From the Guidelines
The rabbit pyrogen test is a method for detecting endotoxin by injecting a test substance into a rabbit and monitoring the animal's body temperature, with the occurrence of fever indicating the presence of endotoxin.
Key Characteristics of the Rabbit Pyrogen Test
- Principle: Injection of test substance into rabbits and monitoring of the animals’ body temperature
- Advantages: FDA-approved
- Disadvantages: Expensive, use of animals, not specific for endotoxin, not quantitative 1
Comparison with Other Methods
The rabbit pyrogen test is one of several methods for endotoxin detection, including the limulus amoebocyte lysate (LAL) assay, Endozyme, EndoLISA, monocyte activation test (MAT), and HEK-Blue hTLR4 assay.

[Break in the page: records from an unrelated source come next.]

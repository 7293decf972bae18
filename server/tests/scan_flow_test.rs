use std::sync::Arc;

use axum::body::Body;
use axum::http::{Request, StatusCode};
use axum::Router;
use chrono::{Duration, Utc};
use futures::future::join_all;
use http_body_util::BodyExt;
use serde_json::{json, Value};
use tower::ServiceExt;
use uuid::Uuid;

use gatepass_server::routes::{create_routes, AppState};
use gatepass_server::store::MemoryStore;

fn app() -> Router {
    create_routes(AppState::new(Arc::new(MemoryStore::new())), &[])
}

async fn send(
    app: &Router,
    method: &str,
    uri: &str,
    actor: (Uuid, &str),
    body: Option<Value>,
) -> (StatusCode, Value) {
    let mut builder = Request::builder()
        .method(method)
        .uri(uri)
        .header("x-actor-id", actor.0.to_string())
        .header("x-actor-role", actor.1);
    let body = match body {
        Some(json) => {
            builder = builder.header("content-type", "application/json");
            Body::from(json.to_string())
        }
        None => Body::empty(),
    };

    let response = app
        .clone()
        .oneshot(builder.body(body).unwrap())
        .await
        .unwrap();
    let status = response.status();
    let bytes = response.into_body().collect().await.unwrap().to_bytes();
    let json = serde_json::from_slice(&bytes).unwrap_or(Value::Null);
    (status, json)
}

struct Fixture {
    app: Router,
    host: Uuid,
    staff: Uuid,
    event_id: String,
}

impl Fixture {
    /// A published event with capacity 100 and one assigned staff member.
    async fn new() -> Self {
        let app = app();
        let host = Uuid::new_v4();
        let staff = Uuid::new_v4();
        let start = Utc::now() + Duration::hours(2);

        let (status, created) = send(
            &app,
            "POST",
            "/api/events",
            (host, "host"),
            Some(json!({
                "title": "Harbour Lights",
                "location": "Pier 3",
                "startTime": start,
                "endTime": start + Duration::hours(3),
                "capacity": 100,
                "pricing": { "kind": "paid", "amount": "25.00", "currency": "EUR" }
            })),
        )
        .await;
        assert_eq!(status, StatusCode::CREATED, "{created}");
        assert_eq!(created["data"]["status"], "draft");
        let event_id = created["data"]["id"].as_str().unwrap().to_string();

        let (status, _) = send(
            &app,
            "POST",
            &format!("/api/events/{event_id}/publish"),
            (host, "host"),
            None,
        )
        .await;
        assert_eq!(status, StatusCode::OK);

        let (status, staffed) = send(
            &app,
            "PUT",
            &format!("/api/events/{event_id}/staff"),
            (host, "host"),
            Some(json!({ "staff": [staff] })),
        )
        .await;
        assert_eq!(status, StatusCode::OK);
        assert_eq!(staffed["data"]["assignedStaff"][0], staff.to_string());

        Self {
            app,
            host,
            staff,
            event_id,
        }
    }

    async fn book(&self, attendee: Uuid) -> String {
        let (status, booked) = send(
            &self.app,
            "POST",
            &format!("/api/events/{}/tickets", self.event_id),
            (attendee, "attendee"),
            Some(json!({ "quantity": 1 })),
        )
        .await;
        assert_eq!(status, StatusCode::CREATED, "{booked}");
        booked["data"][0]["ticketNumber"].as_str().unwrap().to_string()
    }

    async fn scan(&self, actor: (Uuid, &str), ticket_number: &str) -> (StatusCode, Value) {
        send(
            &self.app,
            "POST",
            "/api/scan",
            actor,
            Some(json!({ "eventId": self.event_id, "ticketNumber": ticket_number })),
        )
        .await
    }
}

#[tokio::test]
async fn test_staff_checks_in_once_then_sees_duplicate() {
    let fx = Fixture::new().await;
    let attendee = Uuid::new_v4();

    let (status, _) = send(
        &fx.app,
        "POST",
        "/api/users",
        (attendee, "attendee"),
        Some(json!({ "name": "Grace Hopper", "email": "grace@example.com" })),
    )
    .await;
    assert_eq!(status, StatusCode::CREATED);

    let number = fx.book(attendee).await;

    let (status, body) = fx.scan((fx.staff, "staff"), &number).await;
    assert_eq!(status, StatusCode::OK, "{body}");
    assert_eq!(body["success"], true);
    assert_eq!(body["data"]["ticket"]["checkInStatus"]["isCheckedIn"], true);
    assert_eq!(
        body["data"]["ticket"]["checkInStatus"]["scannedBy"],
        fx.staff.to_string()
    );
    assert_eq!(body["data"]["attendee"]["name"], "Grace Hopper");
    let checked_in_at = body["data"]["ticket"]["checkInStatus"]["checkInTime"].clone();

    let (status, body) = fx.scan((fx.staff, "staff"), &number).await;
    assert_eq!(status, StatusCode::CONFLICT);
    assert_eq!(body["success"], false);
    assert_eq!(body["error"]["code"], "ALREADY_CHECKED_IN");
    assert_eq!(body["error"]["details"]["checkedInAt"], checked_in_at);
}

#[tokio::test]
async fn test_rejections_are_distinguishable() {
    let fx = Fixture::new().await;
    let number = fx.book(Uuid::new_v4()).await;

    let (status, body) = fx.scan((Uuid::new_v4(), "staff"), &number).await;
    assert_eq!(status, StatusCode::FORBIDDEN);
    assert_eq!(body["error"]["code"], "SCAN_UNAUTHORIZED");

    let (status, body) = fx.scan((Uuid::new_v4(), "attendee"), &number).await;
    assert_eq!(status, StatusCode::FORBIDDEN);
    assert_eq!(body["error"]["code"], "SCAN_UNAUTHORIZED");

    let (status, body) = fx.scan((fx.staff, "staff"), "TCK-DOESNOTEXIST").await;
    assert_eq!(status, StatusCode::NOT_FOUND);
    assert_eq!(body["error"]["code"], "TICKET_NOT_FOUND");

    // None of the rejections consumed the ticket.
    let (status, body) = fx.scan((fx.host, "host"), &number).await;
    assert_eq!(status, StatusCode::OK, "{body}");
}

#[tokio::test]
async fn test_ticket_for_another_event_is_wrong_event() {
    let fx = Fixture::new().await;
    let number = fx.book(Uuid::new_v4()).await;

    let start = Utc::now() + Duration::hours(5);
    let (_, second) = send(
        &fx.app,
        "POST",
        "/api/events",
        (fx.host, "host"),
        Some(json!({
            "title": "Second night",
            "location": "Pier 3",
            "startTime": start,
            "endTime": start + Duration::hours(2),
            "capacity": 10
        })),
    )
    .await;
    let second_id = second["data"]["id"].as_str().unwrap().to_string();
    send(
        &fx.app,
        "POST",
        &format!("/api/events/{second_id}/publish"),
        (fx.host, "host"),
        None,
    )
    .await;

    let (status, body) = send(
        &fx.app,
        "POST",
        "/api/scan",
        (fx.host, "host"),
        Some(json!({ "eventId": second_id, "ticketNumber": number })),
    )
    .await;
    assert_eq!(status, StatusCode::CONFLICT);
    assert_eq!(body["error"]["code"], "WRONG_EVENT");
    assert!(body.get("data").is_none());
}

#[tokio::test(flavor = "multi_thread", worker_threads = 4)]
async fn test_concurrent_scans_admit_exactly_once() {
    let fx = Fixture::new().await;
    let number = fx.book(Uuid::new_v4()).await;

    let scans = (0..12).map(|i| {
        let app = fx.app.clone();
        let body = json!({ "eventId": fx.event_id, "ticketNumber": number });
        let actor = if i % 2 == 0 {
            (fx.staff, "staff")
        } else {
            (fx.host, "host")
        };
        tokio::spawn(async move { send(&app, "POST", "/api/scan", actor, Some(body)).await })
    });
    let results: Vec<(StatusCode, Value)> = join_all(scans)
        .await
        .into_iter()
        .map(|joined| joined.unwrap())
        .collect();

    let accepted = results.iter().filter(|(s, _)| *s == StatusCode::OK).count();
    let duplicates = results
        .iter()
        .filter(|(_, b)| b["error"]["code"] == "ALREADY_CHECKED_IN")
        .count();
    assert_eq!(accepted, 1);
    assert_eq!(duplicates, 11);

    let (status, stats) = send(
        &fx.app,
        "GET",
        &format!("/api/events/{}/checkins", fx.event_id),
        (fx.staff, "staff"),
        None,
    )
    .await;
    assert_eq!(status, StatusCode::OK);
    assert_eq!(stats["data"]["ticketsSold"], 1);
    assert_eq!(stats["data"]["checkedIn"], 1);
    assert_eq!(stats["data"]["scanOutcomes"]["accepted"], 1);
    assert_eq!(stats["data"]["scanOutcomes"]["rejected_already_used"], 11);

    let (status, log) = send(
        &fx.app,
        "GET",
        &format!("/api/events/{}/scans?limit=5", fx.event_id),
        (fx.host, "host"),
        None,
    )
    .await;
    assert_eq!(status, StatusCode::OK);
    assert_eq!(log["data"].as_array().unwrap().len(), 5);
}

#[tokio::test]
async fn test_scanned_by_must_match_actor() {
    let fx = Fixture::new().await;
    let number = fx.book(Uuid::new_v4()).await;

    let (status, body) = send(
        &fx.app,
        "POST",
        "/api/scan",
        (fx.staff, "staff"),
        Some(json!({
            "eventId": fx.event_id,
            "ticketNumber": number,
            "scannedBy": fx.host
        })),
    )
    .await;
    assert_eq!(status, StatusCode::FORBIDDEN);
    assert_eq!(body["error"]["code"], "FORBIDDEN");
}

#[tokio::test]
async fn test_cancelled_ticket_scan_and_capacity_release() {
    let fx = Fixture::new().await;
    let attendee = Uuid::new_v4();
    let number = fx.book(attendee).await;

    let (status, _) = send(
        &fx.app,
        "POST",
        &format!("/api/tickets/{number}/cancel"),
        (attendee, "attendee"),
        None,
    )
    .await;
    assert_eq!(status, StatusCode::OK);

    let (status, body) = fx.scan((fx.staff, "staff"), &number).await;
    assert_eq!(status, StatusCode::GONE);
    assert_eq!(body["error"]["code"], "TICKET_CANCELLED");

    let (_, event) = send(
        &fx.app,
        "GET",
        &format!("/api/events/{}", fx.event_id),
        (attendee, "attendee"),
        None,
    )
    .await;
    assert_eq!(event["data"]["ticketsSold"], 0);
}
//! issued -> checked-in.
//!
//! The transition itself is one conditional update in the store. A snapshot
//! read beforehand only lets us answer obvious duplicates without a write;
//! the update is what decides.

use chrono::{DateTime, Utc};

use crate::models::{Actor, Ticket, TicketState};
use crate::store::TicketStore;
use crate::utils::{AppError, ScanRejection};

/// The rejection a ticket in this state earns, or `None` if it can be checked in.
pub fn rejection_for(ticket: &Ticket) -> Option<ScanRejection> {
    match ticket.state() {
        TicketState::Issued => None,
        TicketState::CheckedIn => Some(ScanRejection::AlreadyCheckedIn {
            checked_in_at: ticket.check_in_status.check_in_time,
        }),
        TicketState::Cancelled => Some(ScanRejection::Cancelled),
    }
}

pub async fn check_in(
    store: &dyn TicketStore,
    ticket: &Ticket,
    actor: &Actor,
    now: DateTime<Utc>,
) -> Result<Ticket, AppError> {
    if let Some(rejection) = rejection_for(ticket) {
        return Err(rejection.into());
    }

    if let Some(checked_in) = store.check_in_ticket(ticket.id, actor.id, now).await? {
        return Ok(checked_in);
    }

    // Lost the race, or the ticket changed since the snapshot.
    let current = store
        .get_ticket(ticket.id)
        .await?
        .ok_or(ScanRejection::NotFound)?;

    match rejection_for(&current) {
        Some(rejection) => Err(rejection.into()),
        None => Err(AppError::InternalServerError(format!(
            "check-in of ticket {} did not apply",
            ticket.id
        ))),
    }
}

#[cfg(test)]
mod tests {
    use super::*;
    use crate::models::Role;
    use crate::store::MemoryStore;
    use crate::test_support::{book_one, published_event};
    use chrono::Duration;
    use std::sync::Arc;
    use uuid::Uuid;

    #[tokio::test]
    async fn test_issued_ticket_is_checked_in_with_time_and_actor() {
        let store = MemoryStore::new();
        let event = published_event(&store, Uuid::new_v4(), 10, vec![]).await;
        let ticket = book_one(&store, &event, "TCK-001").await;
        let actor = Actor::new(event.host_id, Role::Host);
        let now = Utc::now();

        let checked_in = check_in(&store, &ticket, &actor, now).await.unwrap();
        assert!(checked_in.check_in_status.is_checked_in);
        assert_eq!(checked_in.check_in_status.check_in_time, Some(now));
        assert_eq!(checked_in.check_in_status.scanned_by, Some(actor.id));
    }

    #[tokio::test]
    async fn test_second_scan_keeps_original_record() {
        let store = MemoryStore::new();
        let event = published_event(&store, Uuid::new_v4(), 10, vec![]).await;
        let ticket = book_one(&store, &event, "TCK-001").await;
        let first_actor = Actor::new(event.host_id, Role::Host);
        let first_time = Utc::now();
        check_in(&store, &ticket, &first_actor, first_time).await.unwrap();

        // Stale snapshot: the second scanner read the ticket before the first write.
        let later = first_time + Duration::seconds(5);
        let err = check_in(&store, &ticket, &Actor::new(Uuid::new_v4(), Role::Staff), later)
            .await
            .unwrap_err();
        assert_eq!(
            err.as_scan_rejection(),
            Some(&ScanRejection::AlreadyCheckedIn {
                checked_in_at: Some(first_time)
            })
        );

        let stored = store.get_ticket(ticket.id).await.unwrap().unwrap();
        assert_eq!(stored.check_in_status.check_in_time, Some(first_time));
        assert_eq!(stored.check_in_status.scanned_by, Some(first_actor.id));
    }

    #[tokio::test]
    async fn test_cancelled_ticket_is_rejected() {
        let store = MemoryStore::new();
        let event = published_event(&store, Uuid::new_v4(), 10, vec![]).await;
        let ticket = book_one(&store, &event, "TCK-001").await;
        let cancelled = store.cancel_ticket(ticket.id, Utc::now()).await.unwrap().unwrap();

        let err = check_in(&store, &cancelled, &Actor::new(event.host_id, Role::Host), Utc::now())
            .await
            .unwrap_err();
        assert_eq!(err.as_scan_rejection(), Some(&ScanRejection::Cancelled));
    }

    #[tokio::test]
    async fn test_concurrent_check_ins_succeed_exactly_once() {
        let store = Arc::new(MemoryStore::new());
        let event = published_event(store.as_ref(), Uuid::new_v4(), 10, vec![]).await;
        let ticket = book_one(store.as_ref(), &event, "TCK-001").await;

        let mut handles = Vec::new();
        for _ in 0..16 {
            let store = store.clone();
            let ticket = ticket.clone();
            handles.push(tokio::spawn(async move {
                let actor = Actor::new(Uuid::new_v4(), Role::Staff);
                check_in(store.as_ref(), &ticket, &actor, Utc::now()).await
            }));
        }

        let mut accepted = 0;
        let mut duplicates = 0;
        for handle in handles {
            match handle.await.unwrap() {
                Ok(_) => accepted += 1,
                Err(AppError::Scan(ScanRejection::AlreadyCheckedIn { .. })) => duplicates += 1,
                Err(other) => panic!("unexpected outcome: {other:?}"),
            }
        }
        assert_eq!(accepted, 1);
        assert_eq!(duplicates, 15);
    }
}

- The LAL assay is often considered the standard method for endotoxin detection and is available in three variants: gel-clot, turbidimetric, and chromogenic 1
- Other methods, such as Endozyme and EndoLISA, offer alternatives to the LAL assay and the rabbit pyrogen test, but may also have limitations, such as interferences with nanomaterials 1
Clinical Relevance
The rabbit pyrogen test has been used for over 100 years and was approved by the FDA in 1943, but its use is limited by its disadvantages, including the use of animals and lack of specificity and quantitation 1
From the Research
Definition and Purpose of the Rabbit Pyrogen Test
- The rabbit pyrogen test is an in vivo test that measures the fever reaction as an endpoint to detect pyrogens in parenteral pharmaceuticals 2.
- The test is used to evaluate the safety of injectable products by detecting the presence of fever-inducing substances, such as endotoxins and non-endotoxins 3.
- The rabbit pyrogen test is considered the "gold standard" for medical device pyrogenicity testing, despite its limitations 4.
Limitations and Challenges of the Rabbit Pyrogen Test
- The test has limitations in detecting material-mediated pyrogens, which can cause a febrile response in humans 4.
- The test is not suitable for assessing the pyrogen content of certain vaccines, such as meningococcal OMV based vaccines, due to the high levels of endotoxin present in the vaccine 5.
- The test gives a qualitative rather than quantitative response, and the rabbit models are highly variable, making it ambiguous as a consistency test 5.
- There are differences in the experimental procedures and pyrogen result judgment algorithms (PRJAs) among various pharmacopeias, which can affect the results of the test 6.
Alternative Methods to the Rabbit Pyrogen Test
- The Monocyte Activation Test (MAT) is an in vitro test that can detect substances that activate human monocytes to release cytokines, and has the potential to replace the rabbit pyrogen test 2, 4, 3.
- The MAT is based on the human fever reaction and thus, most closely reflects the human response, and has been shown to have 100% sensitivity and approximately 85% specificity compared to the rabbit pyrogen test 3.